## To do
The entries below contain a stretch that opens with the line containing "discovery and termination" and closes with the line containing "for kid in kids"; set down that stretch exactly, both ends included, and nothing else.

(Records to use)

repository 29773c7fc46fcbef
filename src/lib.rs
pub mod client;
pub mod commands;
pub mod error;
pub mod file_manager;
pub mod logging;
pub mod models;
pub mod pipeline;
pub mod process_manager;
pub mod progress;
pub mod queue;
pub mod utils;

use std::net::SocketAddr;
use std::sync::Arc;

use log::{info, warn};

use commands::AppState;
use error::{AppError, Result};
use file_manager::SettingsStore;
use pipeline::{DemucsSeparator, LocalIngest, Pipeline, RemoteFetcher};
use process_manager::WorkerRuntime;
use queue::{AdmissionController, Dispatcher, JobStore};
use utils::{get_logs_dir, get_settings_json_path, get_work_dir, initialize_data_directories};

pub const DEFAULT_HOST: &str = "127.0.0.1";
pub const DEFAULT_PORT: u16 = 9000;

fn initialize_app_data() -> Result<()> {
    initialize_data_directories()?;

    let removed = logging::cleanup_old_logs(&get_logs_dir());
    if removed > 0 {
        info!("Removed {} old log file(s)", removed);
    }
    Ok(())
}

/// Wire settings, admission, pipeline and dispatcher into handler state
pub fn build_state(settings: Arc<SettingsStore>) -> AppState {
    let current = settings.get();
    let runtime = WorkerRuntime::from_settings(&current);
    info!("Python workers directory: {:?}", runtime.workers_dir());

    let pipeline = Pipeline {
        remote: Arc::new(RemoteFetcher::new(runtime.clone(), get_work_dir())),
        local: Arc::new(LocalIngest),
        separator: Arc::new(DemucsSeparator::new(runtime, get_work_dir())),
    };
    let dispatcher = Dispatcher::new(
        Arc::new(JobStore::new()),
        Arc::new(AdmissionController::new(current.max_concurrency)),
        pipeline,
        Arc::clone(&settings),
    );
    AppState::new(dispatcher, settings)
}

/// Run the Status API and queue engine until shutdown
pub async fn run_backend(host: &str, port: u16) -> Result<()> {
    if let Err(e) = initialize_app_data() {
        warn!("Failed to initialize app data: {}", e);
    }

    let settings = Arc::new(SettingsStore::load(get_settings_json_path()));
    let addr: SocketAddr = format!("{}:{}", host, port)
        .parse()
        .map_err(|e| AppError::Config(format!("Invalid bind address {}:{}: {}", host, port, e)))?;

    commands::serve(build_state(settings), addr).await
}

(End Records to use)
(Records to use)

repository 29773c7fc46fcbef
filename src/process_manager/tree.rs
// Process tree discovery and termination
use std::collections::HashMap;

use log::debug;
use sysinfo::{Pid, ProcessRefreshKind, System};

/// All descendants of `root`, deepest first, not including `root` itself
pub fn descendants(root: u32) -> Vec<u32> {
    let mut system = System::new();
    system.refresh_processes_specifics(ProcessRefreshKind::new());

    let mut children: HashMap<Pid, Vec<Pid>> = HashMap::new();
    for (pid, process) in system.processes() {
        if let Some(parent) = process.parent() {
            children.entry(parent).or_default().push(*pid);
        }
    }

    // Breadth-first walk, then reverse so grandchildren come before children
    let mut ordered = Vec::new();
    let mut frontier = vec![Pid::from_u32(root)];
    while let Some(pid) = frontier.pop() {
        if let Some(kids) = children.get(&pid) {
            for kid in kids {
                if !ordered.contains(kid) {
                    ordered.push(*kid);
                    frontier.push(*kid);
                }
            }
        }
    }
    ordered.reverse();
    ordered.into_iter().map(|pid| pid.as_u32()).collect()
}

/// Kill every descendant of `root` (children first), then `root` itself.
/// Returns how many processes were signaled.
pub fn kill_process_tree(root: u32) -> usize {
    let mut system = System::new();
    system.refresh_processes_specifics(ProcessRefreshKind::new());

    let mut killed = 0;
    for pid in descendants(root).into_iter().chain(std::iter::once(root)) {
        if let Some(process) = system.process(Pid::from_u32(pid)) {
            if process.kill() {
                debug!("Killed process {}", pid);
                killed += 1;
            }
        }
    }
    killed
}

(End Records to use)
(Records to use)

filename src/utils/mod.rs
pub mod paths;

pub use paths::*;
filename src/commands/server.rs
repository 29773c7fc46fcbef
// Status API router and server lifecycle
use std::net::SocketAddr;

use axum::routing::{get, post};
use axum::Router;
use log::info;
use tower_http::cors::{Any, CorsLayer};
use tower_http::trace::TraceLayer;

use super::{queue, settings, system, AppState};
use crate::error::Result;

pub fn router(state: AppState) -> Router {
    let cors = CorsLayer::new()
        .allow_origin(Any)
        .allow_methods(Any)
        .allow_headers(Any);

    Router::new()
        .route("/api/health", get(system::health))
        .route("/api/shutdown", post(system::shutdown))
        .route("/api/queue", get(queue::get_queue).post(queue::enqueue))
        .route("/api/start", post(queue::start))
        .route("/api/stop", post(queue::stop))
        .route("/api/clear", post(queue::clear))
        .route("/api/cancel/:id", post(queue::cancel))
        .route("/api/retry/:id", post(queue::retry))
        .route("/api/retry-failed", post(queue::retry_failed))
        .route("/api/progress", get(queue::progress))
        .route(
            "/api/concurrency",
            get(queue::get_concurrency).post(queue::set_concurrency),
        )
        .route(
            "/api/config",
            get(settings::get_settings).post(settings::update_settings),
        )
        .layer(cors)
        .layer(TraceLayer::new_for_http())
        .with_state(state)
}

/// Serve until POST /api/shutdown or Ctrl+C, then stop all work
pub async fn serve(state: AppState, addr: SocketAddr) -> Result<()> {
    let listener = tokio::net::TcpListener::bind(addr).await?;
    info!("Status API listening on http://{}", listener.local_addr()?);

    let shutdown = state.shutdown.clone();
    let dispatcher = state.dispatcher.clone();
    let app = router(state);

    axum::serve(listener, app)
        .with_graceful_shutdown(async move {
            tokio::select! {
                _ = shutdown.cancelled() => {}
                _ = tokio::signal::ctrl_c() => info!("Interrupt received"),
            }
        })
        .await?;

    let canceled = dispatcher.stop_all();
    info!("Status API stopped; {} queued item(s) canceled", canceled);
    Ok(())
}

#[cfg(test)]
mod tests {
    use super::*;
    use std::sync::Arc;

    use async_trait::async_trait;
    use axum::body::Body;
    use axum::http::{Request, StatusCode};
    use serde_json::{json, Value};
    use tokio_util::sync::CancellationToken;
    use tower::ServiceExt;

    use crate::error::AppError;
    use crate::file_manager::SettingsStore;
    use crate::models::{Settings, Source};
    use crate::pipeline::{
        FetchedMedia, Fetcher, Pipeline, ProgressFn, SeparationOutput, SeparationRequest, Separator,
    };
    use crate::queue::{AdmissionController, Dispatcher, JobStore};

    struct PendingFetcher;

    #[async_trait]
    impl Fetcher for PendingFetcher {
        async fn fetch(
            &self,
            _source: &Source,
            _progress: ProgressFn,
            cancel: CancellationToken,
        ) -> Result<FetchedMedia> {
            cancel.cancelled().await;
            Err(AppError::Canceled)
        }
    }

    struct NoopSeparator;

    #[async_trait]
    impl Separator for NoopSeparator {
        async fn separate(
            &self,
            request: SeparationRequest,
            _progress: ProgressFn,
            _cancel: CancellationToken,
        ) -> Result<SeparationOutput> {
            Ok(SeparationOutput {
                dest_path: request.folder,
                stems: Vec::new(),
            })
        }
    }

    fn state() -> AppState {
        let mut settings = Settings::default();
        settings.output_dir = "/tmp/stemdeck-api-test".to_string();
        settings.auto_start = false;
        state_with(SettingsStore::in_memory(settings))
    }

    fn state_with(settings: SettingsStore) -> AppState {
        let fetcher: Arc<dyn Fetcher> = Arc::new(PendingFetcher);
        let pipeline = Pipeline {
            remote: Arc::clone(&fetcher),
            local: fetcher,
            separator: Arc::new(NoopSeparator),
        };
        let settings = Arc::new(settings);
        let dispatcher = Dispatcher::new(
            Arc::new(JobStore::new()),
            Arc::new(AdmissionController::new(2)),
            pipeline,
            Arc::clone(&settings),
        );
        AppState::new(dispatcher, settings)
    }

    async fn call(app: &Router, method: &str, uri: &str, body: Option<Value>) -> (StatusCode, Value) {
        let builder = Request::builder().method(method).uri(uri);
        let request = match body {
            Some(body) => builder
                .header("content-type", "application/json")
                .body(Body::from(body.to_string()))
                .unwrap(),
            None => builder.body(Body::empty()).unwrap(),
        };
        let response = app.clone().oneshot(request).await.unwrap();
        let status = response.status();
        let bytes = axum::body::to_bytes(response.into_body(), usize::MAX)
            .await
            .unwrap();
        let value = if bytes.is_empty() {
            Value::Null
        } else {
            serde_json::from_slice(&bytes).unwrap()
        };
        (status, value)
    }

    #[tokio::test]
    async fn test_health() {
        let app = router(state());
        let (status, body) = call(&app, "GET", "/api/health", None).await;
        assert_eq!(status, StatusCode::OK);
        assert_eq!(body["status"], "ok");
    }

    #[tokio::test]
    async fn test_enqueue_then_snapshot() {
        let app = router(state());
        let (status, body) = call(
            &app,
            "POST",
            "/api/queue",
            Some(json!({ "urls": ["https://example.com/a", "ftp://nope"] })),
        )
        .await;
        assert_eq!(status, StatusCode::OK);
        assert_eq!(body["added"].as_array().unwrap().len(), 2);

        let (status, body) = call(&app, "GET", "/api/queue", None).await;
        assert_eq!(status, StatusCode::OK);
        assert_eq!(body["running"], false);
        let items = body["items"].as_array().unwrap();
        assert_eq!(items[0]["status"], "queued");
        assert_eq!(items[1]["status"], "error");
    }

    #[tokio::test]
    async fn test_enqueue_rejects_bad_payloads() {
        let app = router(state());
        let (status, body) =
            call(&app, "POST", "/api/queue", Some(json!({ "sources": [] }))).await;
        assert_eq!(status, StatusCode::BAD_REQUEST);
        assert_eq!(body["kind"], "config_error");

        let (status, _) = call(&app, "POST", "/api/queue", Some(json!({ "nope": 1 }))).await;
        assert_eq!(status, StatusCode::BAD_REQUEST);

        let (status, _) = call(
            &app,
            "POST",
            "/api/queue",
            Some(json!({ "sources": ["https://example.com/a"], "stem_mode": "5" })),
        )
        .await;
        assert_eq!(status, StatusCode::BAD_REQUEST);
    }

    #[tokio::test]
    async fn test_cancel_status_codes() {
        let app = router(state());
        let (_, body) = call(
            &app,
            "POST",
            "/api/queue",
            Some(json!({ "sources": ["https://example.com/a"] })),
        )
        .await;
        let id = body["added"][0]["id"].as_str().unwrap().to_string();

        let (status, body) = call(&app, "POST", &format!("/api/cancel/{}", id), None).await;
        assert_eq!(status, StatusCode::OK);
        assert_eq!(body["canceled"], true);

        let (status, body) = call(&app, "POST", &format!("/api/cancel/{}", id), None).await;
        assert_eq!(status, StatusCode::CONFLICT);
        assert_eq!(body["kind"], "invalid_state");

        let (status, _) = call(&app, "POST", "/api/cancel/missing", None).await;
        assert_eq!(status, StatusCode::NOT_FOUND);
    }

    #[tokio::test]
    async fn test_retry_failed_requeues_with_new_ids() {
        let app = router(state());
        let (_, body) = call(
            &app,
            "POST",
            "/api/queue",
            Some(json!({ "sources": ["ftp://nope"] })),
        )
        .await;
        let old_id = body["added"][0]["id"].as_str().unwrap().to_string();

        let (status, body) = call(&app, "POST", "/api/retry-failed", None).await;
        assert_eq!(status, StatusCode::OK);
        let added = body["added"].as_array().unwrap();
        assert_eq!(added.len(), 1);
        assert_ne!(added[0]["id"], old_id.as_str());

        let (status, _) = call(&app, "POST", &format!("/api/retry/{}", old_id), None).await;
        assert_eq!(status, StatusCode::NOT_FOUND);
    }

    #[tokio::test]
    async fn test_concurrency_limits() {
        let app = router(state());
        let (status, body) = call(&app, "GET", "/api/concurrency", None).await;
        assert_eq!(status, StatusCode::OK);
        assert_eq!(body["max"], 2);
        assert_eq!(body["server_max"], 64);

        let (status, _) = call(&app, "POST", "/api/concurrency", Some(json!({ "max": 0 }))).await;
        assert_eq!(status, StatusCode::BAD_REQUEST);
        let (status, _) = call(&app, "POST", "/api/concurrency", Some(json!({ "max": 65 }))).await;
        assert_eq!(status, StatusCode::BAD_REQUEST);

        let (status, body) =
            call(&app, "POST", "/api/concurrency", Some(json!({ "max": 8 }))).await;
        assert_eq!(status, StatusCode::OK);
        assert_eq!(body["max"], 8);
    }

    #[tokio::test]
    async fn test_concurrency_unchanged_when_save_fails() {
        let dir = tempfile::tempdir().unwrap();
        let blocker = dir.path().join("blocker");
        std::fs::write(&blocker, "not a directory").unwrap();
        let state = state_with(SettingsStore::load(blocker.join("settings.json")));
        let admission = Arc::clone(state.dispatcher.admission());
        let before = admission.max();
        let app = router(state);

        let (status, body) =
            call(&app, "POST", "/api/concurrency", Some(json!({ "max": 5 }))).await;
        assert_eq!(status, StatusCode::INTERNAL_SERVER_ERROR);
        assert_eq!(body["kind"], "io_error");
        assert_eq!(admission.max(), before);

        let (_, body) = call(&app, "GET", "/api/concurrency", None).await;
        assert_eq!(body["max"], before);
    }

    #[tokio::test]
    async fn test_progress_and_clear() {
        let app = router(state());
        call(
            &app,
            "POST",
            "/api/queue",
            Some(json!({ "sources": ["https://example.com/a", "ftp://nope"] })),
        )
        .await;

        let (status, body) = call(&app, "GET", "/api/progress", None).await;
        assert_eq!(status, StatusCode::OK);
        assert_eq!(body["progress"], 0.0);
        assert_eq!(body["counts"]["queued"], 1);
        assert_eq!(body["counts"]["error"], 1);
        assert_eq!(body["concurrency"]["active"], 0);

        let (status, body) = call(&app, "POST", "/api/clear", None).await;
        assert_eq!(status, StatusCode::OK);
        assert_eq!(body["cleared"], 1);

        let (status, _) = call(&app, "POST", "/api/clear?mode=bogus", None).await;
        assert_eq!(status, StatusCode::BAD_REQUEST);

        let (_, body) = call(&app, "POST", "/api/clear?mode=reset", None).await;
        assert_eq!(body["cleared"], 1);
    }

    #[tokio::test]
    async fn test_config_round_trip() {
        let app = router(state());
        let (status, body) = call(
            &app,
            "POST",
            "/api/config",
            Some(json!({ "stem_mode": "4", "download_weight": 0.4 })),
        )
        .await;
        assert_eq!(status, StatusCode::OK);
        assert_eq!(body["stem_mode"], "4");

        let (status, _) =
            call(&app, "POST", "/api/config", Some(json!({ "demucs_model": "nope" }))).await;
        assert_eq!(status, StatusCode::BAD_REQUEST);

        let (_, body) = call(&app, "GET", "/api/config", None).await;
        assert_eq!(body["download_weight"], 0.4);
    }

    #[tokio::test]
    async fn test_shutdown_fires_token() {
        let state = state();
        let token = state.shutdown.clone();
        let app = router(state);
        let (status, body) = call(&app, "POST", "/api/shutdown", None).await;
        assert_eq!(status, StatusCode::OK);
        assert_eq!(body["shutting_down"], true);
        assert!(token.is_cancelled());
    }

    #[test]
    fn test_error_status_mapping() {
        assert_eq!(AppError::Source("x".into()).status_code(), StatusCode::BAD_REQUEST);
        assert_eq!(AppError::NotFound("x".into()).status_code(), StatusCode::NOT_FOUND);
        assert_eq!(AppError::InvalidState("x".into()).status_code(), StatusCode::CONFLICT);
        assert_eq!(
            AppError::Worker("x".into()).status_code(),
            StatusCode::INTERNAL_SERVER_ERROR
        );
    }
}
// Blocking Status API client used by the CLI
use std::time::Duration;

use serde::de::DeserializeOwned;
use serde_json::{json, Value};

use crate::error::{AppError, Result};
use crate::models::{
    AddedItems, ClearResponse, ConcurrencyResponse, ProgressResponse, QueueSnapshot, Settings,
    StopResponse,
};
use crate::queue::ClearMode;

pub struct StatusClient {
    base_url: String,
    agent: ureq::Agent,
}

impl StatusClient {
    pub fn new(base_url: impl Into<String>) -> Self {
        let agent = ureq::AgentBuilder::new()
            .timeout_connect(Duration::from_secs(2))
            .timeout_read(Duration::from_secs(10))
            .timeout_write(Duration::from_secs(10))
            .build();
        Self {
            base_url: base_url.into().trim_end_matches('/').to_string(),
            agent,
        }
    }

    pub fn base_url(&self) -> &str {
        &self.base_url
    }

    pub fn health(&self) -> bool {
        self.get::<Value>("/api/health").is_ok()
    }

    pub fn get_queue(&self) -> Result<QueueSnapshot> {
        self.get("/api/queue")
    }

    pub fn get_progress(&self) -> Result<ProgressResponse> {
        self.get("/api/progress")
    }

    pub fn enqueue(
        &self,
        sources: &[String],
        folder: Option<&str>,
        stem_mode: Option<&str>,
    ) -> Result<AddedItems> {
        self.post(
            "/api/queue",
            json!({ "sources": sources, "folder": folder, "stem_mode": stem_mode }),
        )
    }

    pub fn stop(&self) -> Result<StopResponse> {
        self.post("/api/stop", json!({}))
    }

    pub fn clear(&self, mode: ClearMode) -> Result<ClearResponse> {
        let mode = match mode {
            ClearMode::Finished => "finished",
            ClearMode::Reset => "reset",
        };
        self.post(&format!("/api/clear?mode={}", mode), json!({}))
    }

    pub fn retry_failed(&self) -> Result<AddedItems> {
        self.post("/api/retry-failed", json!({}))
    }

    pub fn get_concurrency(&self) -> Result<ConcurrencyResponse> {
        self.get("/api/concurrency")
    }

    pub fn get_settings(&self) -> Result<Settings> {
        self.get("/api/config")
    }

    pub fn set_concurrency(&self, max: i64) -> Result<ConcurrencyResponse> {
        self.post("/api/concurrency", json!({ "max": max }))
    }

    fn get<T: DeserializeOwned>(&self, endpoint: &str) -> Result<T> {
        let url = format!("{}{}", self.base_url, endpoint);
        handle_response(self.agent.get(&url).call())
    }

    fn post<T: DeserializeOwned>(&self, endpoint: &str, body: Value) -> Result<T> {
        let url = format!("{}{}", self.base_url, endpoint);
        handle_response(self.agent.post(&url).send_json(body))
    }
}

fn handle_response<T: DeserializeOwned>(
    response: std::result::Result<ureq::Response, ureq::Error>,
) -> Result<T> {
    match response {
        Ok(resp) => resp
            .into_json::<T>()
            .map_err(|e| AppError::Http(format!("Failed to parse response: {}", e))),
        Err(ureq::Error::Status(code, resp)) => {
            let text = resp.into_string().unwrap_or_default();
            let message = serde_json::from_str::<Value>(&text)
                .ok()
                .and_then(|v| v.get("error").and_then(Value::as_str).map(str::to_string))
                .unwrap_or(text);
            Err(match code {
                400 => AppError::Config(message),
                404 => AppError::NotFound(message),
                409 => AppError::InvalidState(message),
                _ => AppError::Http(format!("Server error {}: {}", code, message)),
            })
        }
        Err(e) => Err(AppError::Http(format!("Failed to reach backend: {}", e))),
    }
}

(End Records to use)

## Your response
// Process tree discovery and termination
use std::collections::HashMap;

use log::debug;
use sysinfo::{Pid, ProcessRefreshKind, System};

/// All descendants of `root`, deepest first, not including `root` itself
pub fn descendants(root: u32) -> Vec<u32> {
    let mut system = System::new();
    system.refresh_processes_specifics(ProcessRefreshKind::new());

    let mut children: HashMap<Pid, Vec<Pid>> = HashMap::new();
    for (pid, process) in system.processes() {
        if let Some(parent) = process.parent() {
            children.entry(parent).or_default().push(*pid);
        }
    }

    // Breadth-first walk, then reverse so grandchildren come before children
    let mut ordered = Vec::new();
    let mut frontier = vec![Pid::from_u32(root)];
    while let Some(pid) = frontier.pop() {
        if let Some(kids) = children.get(&pid) {
            for kid in kids {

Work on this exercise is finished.